| Data for the task |
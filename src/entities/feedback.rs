//! User feedback. Only moderated (approved) entries are listed by default.

use chrono::{DateTime, Utc};
use serde::{Deserialize, Serialize};
use uuid::Uuid;

use crate::finder::{
    Document, Listing, ListingFilters, Predicate, RawQuery, SortOrder, SortSpec, SortToken,
};

use super::normalize_token;

/// Ratings run from 1 to this value.
pub const MAX_RATING: u8 = 5;

#[derive(Debug, Clone, Copy, PartialEq, Eq, Hash, Default, Serialize, Deserialize)]
#[serde(rename_all = "lowercase")]
pub enum FeedbackCategory {
    Bug,
    Feature,
    #[default]
    General,
    Praise,
}

impl FeedbackCategory {
    pub fn as_str(&self) -> &'static str {
        match self {
            FeedbackCategory::Bug => "bug",
            FeedbackCategory::Feature => "feature",
            FeedbackCategory::General => "general",
            FeedbackCategory::Praise => "praise",
        }
    }

    pub fn parse(value: &str) -> Option<Self> {
        match normalize_token(value).as_str() {
            "bug" => Some(FeedbackCategory::Bug),
            "feature" => Some(FeedbackCategory::Feature),
            "general" => Some(FeedbackCategory::General),
            "praise" => Some(FeedbackCategory::Praise),
            _ => None,
        }
    }
}

#[derive(Debug, Clone, Copy, PartialEq, Eq, Hash, Default, Serialize, Deserialize)]
#[serde(rename_all = "lowercase")]
pub enum FeedbackStatus {
    #[default]
    Pending,
    Approved,
    Rejected,
}

impl FeedbackStatus {
    pub fn as_str(&self) -> &'static str {
        match self {
            FeedbackStatus::Pending => "pending",
            FeedbackStatus::Approved => "approved",
            FeedbackStatus::Rejected => "rejected",
        }
    }

    pub fn parse(value: &str) -> Option<Self> {
        match normalize_token(value).as_str() {
            "pending" => Some(FeedbackStatus::Pending),
            "approved" => Some(FeedbackStatus::Approved),
            "rejected" => Some(FeedbackStatus::Rejected),
            _ => None,
        }
    }
}

#[derive(Debug, Clone, PartialEq, Serialize, Deserialize)]
#[serde(rename_all = "camelCase")]
pub struct Feedback {
    #[serde(default = "Uuid::new_v4")]
    pub id: Uuid,
    pub name: String,
    pub message: String,
    #[serde(default)]
    pub category: FeedbackCategory,
    pub rating: u8,
    #[serde(default)]
    pub status: FeedbackStatus,
    #[serde(default = "Utc::now")]
    pub created_at: DateTime<Utc>,
}

impl Document for Feedback {
    fn id(&self) -> Uuid {
        self.id
    }

    fn set_id(&mut self, id: Uuid) {
        self.id = id;
    }
}

#[derive(Debug, Clone, PartialEq)]
pub struct FeedbackFilters {
    pub keyword: Option<String>,
    pub category: Option<FeedbackCategory>,
    /// Clamped to `1..=MAX_RATING`
    pub min_rating: Option<u8>,
    pub status: FeedbackStatus,
}

impl Default for FeedbackFilters {
    fn default() -> Self {
        Self {
            keyword: None,
            category: None,
            min_rating: None,
            status: FeedbackStatus::Approved,
        }
    }
}

impl ListingFilters for FeedbackFilters {
    fn from_raw(raw: &RawQuery) -> Self {
        Self {
            keyword: raw.text("keyword"),
            category: raw.first("category").and_then(FeedbackCategory::parse),
            min_rating: raw
                .positive_int("minRating")
                .map(|r| r.min(u32::from(MAX_RATING)) as u8),
            status: raw
                .first("status")
                .and_then(FeedbackStatus::parse)
                .unwrap_or(FeedbackStatus::Approved),
        }
    }

    fn key_value(&self, field: &str) -> Option<String> {
        match field {
            "keyword" => self.keyword.clone(),
            "category" => self.category.map(|c| c.as_str().to_string()),
            "minRating" => self.min_rating.map(|r| r.to_string()),
            "status" => Some(self.status.as_str().to_string()),
            _ => None,
        }
    }
}

#[derive(Debug, Clone, Copy, PartialEq, Eq, Default)]
pub enum FeedbackSort {
    #[default]
    NewestFirst,
    OldestFirst,
    RatingHighToLow,
    RatingLowToHigh,
}

impl SortToken for FeedbackSort {
    const ALL: &'static [Self] = &[
        FeedbackSort::NewestFirst,
        FeedbackSort::OldestFirst,
        FeedbackSort::RatingHighToLow,
        FeedbackSort::RatingLowToHigh,
    ];

    fn as_str(&self) -> &'static str {
        match self {
            FeedbackSort::NewestFirst => "newest_first",
            FeedbackSort::OldestFirst => "oldest_first",
            FeedbackSort::RatingHighToLow => "rating_high_to_low",
            FeedbackSort::RatingLowToHigh => "rating_low_to_high",
        }
    }

    fn spec(&self) -> SortSpec {
        match self {
            FeedbackSort::NewestFirst => SortSpec::new("createdAt", SortOrder::Desc),
            FeedbackSort::OldestFirst => SortSpec::new("createdAt", SortOrder::Asc),
            FeedbackSort::RatingHighToLow => SortSpec::new("rating", SortOrder::Desc),
            FeedbackSort::RatingLowToHigh => SortSpec::new("rating", SortOrder::Asc),
        }
    }
}

#[derive(Debug, Clone, Copy, PartialEq, Eq)]
pub struct FeedbackListing;

impl Listing for FeedbackListing {
    const TAG: &'static str = "feedback";
    const KEY_VERSION: u32 = 1;
    const KEY_FIELDS: &'static [&'static str] = &["keyword", "category", "minRating", "status"];
    const DEFAULT_LIMIT: u32 = 20;
    const MAX_LIMIT: u32 = 100;

    type Item = Feedback;
    type Filters = FeedbackFilters;
    type Sort = FeedbackSort;

    fn build_predicate(filters: &FeedbackFilters) -> Predicate {
        let mut terms = vec![Predicate::eq("status", filters.status.as_str())];
        if let Some(keyword) = &filters.keyword {
            terms.push(Predicate::contains_text_any(&["message", "name"], keyword));
        }
        if let Some(category) = filters.category {
            terms.push(Predicate::eq("category", category.as_str()));
        }
        if let Some(min_rating) = filters.min_rating {
            terms.push(Predicate::Gte {
                field: "rating",
                value: f64::from(min_rating),
            });
        }
        Predicate::and(terms)
    }
}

| Work to be completed |
Identify every line above with the string "RatingHighToLow" in it. Copy those lines.

| Answer to the problem |
    RatingHighToLow,
        FeedbackSort::RatingHighToLow,
            FeedbackSort::RatingHighToLow => "rating_high_to_low",
            FeedbackSort::RatingHighToLow => SortSpec::new("rating", SortOrder::Desc),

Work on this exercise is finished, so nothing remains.